Repeat exactly, please, the opening lines of the data below, through and including the line where "to parse catalog" sits.
:::
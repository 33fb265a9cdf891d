use std::path::PathBuf;

use thiserror::Error;

#[derive(Debug, Error)]
pub enum CatalogError {
    #[error("failed to read catalog {path}: {source}")]
    Io {
        path: PathBuf,
        #[source]
        source: std::io::Error,
    },

    #[error("failed to parse catalog {path}: {message}")]
    Csv { path: PathBuf, message: String },

    #[error("catalog {path} is missing required columns: {}", columns.join(", "))]
    MissingColumns { path: PathBuf, columns: Vec<String> },
}

pub type Result<T> = std::result::Result<T, CatalogError>;
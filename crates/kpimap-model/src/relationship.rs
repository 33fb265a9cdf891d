use std::fmt;
use std::str::FromStr;

use serde::{Deserialize, Serialize};

use crate::error::ModelError;

/// Cardinality label attached to a declared relationship.
#[derive(Debug, Clone, Copy, PartialEq, Eq, Serialize, Deserialize)]
#[serde(rename_all = "kebab-case")]
pub enum Cardinality {
    OneToMany,
    ManyToOne,
    OneToOne,
    ManyToMany,
}

impl Cardinality {
    pub const ALL: [Cardinality; 4] = [
        Cardinality::OneToMany,
        Cardinality::ManyToOne,
        Cardinality::OneToOne,
        Cardinality::ManyToMany,
    ];

    pub fn label(self) -> &'static str {
        match self {
            Cardinality::OneToMany => "one-to-many",
            Cardinality::ManyToOne => "many-to-one",
            Cardinality::OneToOne => "one-to-one",
            Cardinality::ManyToMany => "many-to-many",
        }
    }
}

impl fmt::Display for Cardinality {
    fn fmt(&self, f: &mut fmt::Formatter<'_>) -> fmt::Result {
        f.write_str(self.label())
    }
}

impl FromStr for Cardinality {
    type Err = ModelError;

    fn from_str(s: &str) -> Result<Self, Self::Err> {
        Self::ALL
            .into_iter()
            .find(|c| c.label() == s.trim())
            .ok_or_else(|| ModelError::InvalidCardinality(s.to_string()))
    }
}

/// A declared link between a column of one table and a column of another.
///
/// Every field starts unset; the record only becomes semantically meaningful
/// once all five are filled in. Partially filled records are kept so a form
/// in progress survives intermediate edits.
#[derive(Debug, Clone, Default, PartialEq, Eq, Serialize, Deserialize)]
pub struct Relationship {
    pub source_table: Option<String>,
    pub source_column: Option<String>,
    pub target_table: Option<String>,
    pub target_column: Option<String>,
    pub cardinality: Option<Cardinality>,
}

impl Relationship {
    pub fn is_complete(&self) -> bool {
        self.source_table.is_some()
            && self.source_column.is_some()
            && self.target_table.is_some()
            && self.target_column.is_some()
            && self.cardinality.is_some()
    }

    /// Table names this relationship references, set fields only.
    pub fn referenced_tables(&self) -> impl Iterator<Item = &str> {
        self.source_table
            .as_deref()
            .into_iter()
            .chain(self.target_table.as_deref())
    }
}

/// Partial update applied to one relationship; `None` fields are untouched.
#[derive(Debug, Clone, Default, PartialEq, Eq)]
pub struct RelationshipPatch {
    pub source_table: Option<String>,
    pub source_column: Option<String>,
    pub target_table: Option<String>,
    pub target_column: Option<String>,
    pub cardinality: Option<Cardinality>,
}

impl Relationship {
    pub fn apply(&mut self, patch: RelationshipPatch) {
        if let Some(value) = patch.source_table {
            self.source_table = Some(value);
        }
        if let Some(value) = patch.source_column {
            self.source_column = Some(value);
        }
        if let Some(value) = patch.target_table {
            self.target_table = Some(value);
        }
        if let Some(value) = patch.target_column {
            self.target_column = Some(value);
        }
        if let Some(value) = patch.cardinality {
            self.cardinality = Some(value);
        }
    }
}
//! KPI Mapping Studio CLI.

use clap::{ColorChoice, Parser};
use std::io::{self, IsTerminal};
use tracing::level_filters::LevelFilter;

use kpimap_cli::cli::{Cli, Command, LogFormatArg, LogLevelArg};
use kpimap_cli::commands::{run_catalog, run_export, run_preview};
use kpimap_cli::logging::{LogConfig, LogFormat, init_logging};
use kpimap_cli::summary::print_summary;

fn main() {
    let cli = Cli::parse();
    cli.color.write_global();
    let log_config = log_config_from_cli(&cli);
    if let Err(error) = init_logging(&log_config) {
        eprintln!("error: failed to initialize logging: {error}");
        std::process::exit(1);
    }
    let exit_code = match cli.command {
        Command::Preview(args) => match run_preview(&args) {
            Ok(()) => 0,
            Err(error) => {
                eprintln!("error: {error:#}");
                1
            }
        },
        Command::Catalog(args) => match run_catalog(&args) {
            Ok(()) => 0,
            Err(error) => {
                eprintln!("error: {error:#}");
                1
            }
        },
        Command::Export(args) => match run_export(&args) {
            Ok(result) => {
                print_summary(&result);
                if result.has_errors { 1 } else { 0 }
            }
            Err(error) => {
                eprintln!("error: {error:#}");
                1
            }
        },
    };
    std::process::exit(exit_code);
}

/// Build logging configuration from CLI flags with consistent precedence.
fn log_config_from_cli(cli: &Cli) -> LogConfig {
    let mut config = LogConfig {
        level_filter: cli.verbosity.tracing_level_filter(),
        ..LogConfig::default()
    };
    config.use_env_filter = !(cli.verbosity.is_present() || cli.log_level.is_some());
    if let Some(level) = cli.log_level {
        config.level_filter = match level {
            LogLevelArg::Error => LevelFilter::ERROR,
            LogLevelArg::Warn => LevelFilter::WARN,
            LogLevelArg::Info => LevelFilter::INFO,
            LogLevelArg::Debug => LevelFilter::DEBUG,
            LogLevelArg::Trace => LevelFilter::TRACE,
        };
    }
    config.format = match cli.log_format {
        LogFormatArg::Pretty => LogFormat::Pretty,
        LogFormatArg::Compact => LogFormat::Compact,
        LogFormatArg::Json => LogFormat::Json,
    };
    config.log_file = cli.log_file.clone();
    config.with_ansi = match cli.color.color {
        ColorChoice::Always => true,
        ColorChoice::Never => false,
        ColorChoice::Auto => cli.log_file.is_none() && io::stderr().is_terminal(),
    };
    config
}
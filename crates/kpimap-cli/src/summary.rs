use comfy_table::modifiers::UTF8_ROUND_CORNERS;
use comfy_table::presets::UTF8_FULL_CONDENSED;
use comfy_table::{Attribute, Cell, CellAlignment, Color, ContentArrangement, Table};

use crate::types::{ExportResult, KpiSummary, TableSummary};

pub fn print_summary(result: &ExportResult) {
    if result.written.is_empty() {
        println!("Dry run: no files written");
    } else {
        println!("Output: {}", result.output_dir.display());
    }

    print_table_summary(&result.tables);
    println!("Relationships exported: {}", result.relationship_count);
    if !result.connectivity_gap.is_empty() {
        println!(
            "Warning: not referenced by any relationship: {}",
            result.connectivity_gap.join(", ")
        );
    }

    print_kpi_summary(&result.kpis);
    if result.incomplete_warning {
        println!("Warning: some selected KPIs have unmapped required fields");
    }

    for path in &result.written {
        println!("Wrote {}", path.display());
    }

    if !result.errors.is_empty() {
        eprintln!("Errors:");
        for error in &result.errors {
            eprintln!("- {error}");
        }
    }
}

fn print_table_summary(tables: &[TableSummary]) {
    if tables.is_empty() {
        return;
    }
    let mut table = Table::new();
    table.set_header(vec![
        header_cell("Table"),
        header_cell("File"),
        header_cell("Columns"),
        header_cell("Rows Sampled"),
        header_cell("Status"),
    ]);
    apply_table_style(&mut table);
    align_column(&mut table, 2, CellAlignment::Right);
    align_column(&mut table, 3, CellAlignment::Right);
    for summary in tables {
        let status = match &summary.error {
            Some(message) => Cell::new(message).fg(Color::Red),
            None => Cell::new("loaded").fg(Color::Green),
        };
        table.add_row(vec![
            Cell::new(&summary.name).add_attribute(Attribute::Bold),
            Cell::new(summary.path.display()),
            Cell::new(summary.columns),
            Cell::new(summary.sampled_rows),
            status,
        ]);
    }
    println!("{table}");
}

fn print_kpi_summary(kpis: &[KpiSummary]) {
    if kpis.is_empty() {
        return;
    }
    let mut table = Table::new();
    table.set_header(vec![
        header_cell("KPI"),
        header_cell("Required"),
        header_cell("Mapped"),
        header_cell("Complete"),
    ]);
    apply_table_style(&mut table);
    align_column(&mut table, 1, CellAlignment::Right);
    align_column(&mut table, 2, CellAlignment::Right);
    align_column(&mut table, 3, CellAlignment::Center);
    for kpi in kpis {
        let complete = if kpi.complete {
            Cell::new("✓")
                .fg(Color::Green)
                .add_attribute(Attribute::Bold)
        } else {
            Cell::new("✗").fg(Color::Yellow)
        };
        table.add_row(vec![
            Cell::new(&kpi.name).add_attribute(Attribute::Bold),
            Cell::new(kpi.required_fields),
            Cell::new(kpi.mapped_fields),
            complete,
        ]);
    }
    println!("{table}");
}

pub fn apply_table_style(table: &mut Table) {
    table
        .load_preset(UTF8_FULL_CONDENSED)
        .apply_modifier(UTF8_ROUND_CORNERS)
        .set_content_arrangement(ContentArrangement::Dynamic)
        .set_width(120);
}

fn align_column(table: &mut Table, index: usize, alignment: CellAlignment) {
    if let Some(column) = table.column_mut(index) {
        column.set_cell_alignment(alignment);
    }
}

fn header_cell(label: &str) -> Cell {
    Cell::new(label)
        .fg(Color::Cyan)
        .add_attribute(Attribute::Bold)
}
:::
● **Response area**
repository 33fb265a9cdf891d
use std::path::PathBuf;

use thiserror::Error;

#[derive(Debug, Error)]
pub enum CatalogError {
    #[error("failed to read catalog {path}: {source}")]
    Io {
        path: PathBuf,
        #[source]
        source: std::io::Error,
    },

    #[error("failed to parse catalog {path}: {message}")]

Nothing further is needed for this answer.